What is being asked -> Each line from the start of the listing below through the line containing "pub fn completed(&self)" should be reproduced exactly, with no others.

*** Opening Records for processing ***

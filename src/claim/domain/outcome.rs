//! Results of workflows that ran to completion.

use super::{IssueReference, WorkBranchName};

/// Ordered list of issues whose workflow steps all succeeded.
#[derive(Debug, Clone, Default, PartialEq, Eq)]
pub struct WorkflowOutcome {
    completed: Vec<IssueReference>,
}

impl WorkflowOutcome {
    /// Creates an empty outcome.
    #[must_use]
    pub const fn new() -> Self {
        Self {
            completed: Vec::new(),
        }
    }

    /// Records a fully processed issue.
    pub fn record(&mut self, reference: IssueReference) {
        self.completed.push(reference);
    }

    /// Returns completed issues in processing order.
    #[must_use]
    pub fn completed(&self) -> &[IssueReference] {
        &self.completed
    }

    /// Consumes the outcome, returning completed issues.
    #[must_use]
    pub fn into_completed(self) -> Vec<IssueReference> {
        self.completed
    }
}

/// Result of a successful claim batch.
#[derive(Debug, Clone, PartialEq, Eq)]
pub struct ClaimOutcome {
    /// Work branch derived from the first issue in the batch.
    pub branch: WorkBranchName,
    /// Login assigned to every issue, if any.
    pub assignee: Option<String>,
    /// Announcement comment text used for the batch.
    pub comment: String,
    /// Issues where an identical comment already existed.
    pub comments_skipped: Vec<IssueReference>,
    /// Issues claimed, in processing order.
    pub outcome: WorkflowOutcome,
}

*** Closing Records for processing ***

Reply to the exercise ->
filename src/claim/domain/outcome.rs
//! Results of workflows that ran to completion.

use super::{IssueReference, WorkBranchName};

/// Ordered list of issues whose workflow steps all succeeded.
#[derive(Debug, Clone, Default, PartialEq, Eq)]
pub struct WorkflowOutcome {
    completed: Vec<IssueReference>,
}

impl WorkflowOutcome {
    /// Creates an empty outcome.
    #[must_use]
    pub const fn new() -> Self {
        Self {
            completed: Vec::new(),
        }
    }

    /// Records a fully processed issue.
    pub fn record(&mut self, reference: IssueReference) {
        self.completed.push(reference);
    }

    /// Returns completed issues in processing order.
    #[must_use]
    pub fn completed(&self) -> &[IssueReference] {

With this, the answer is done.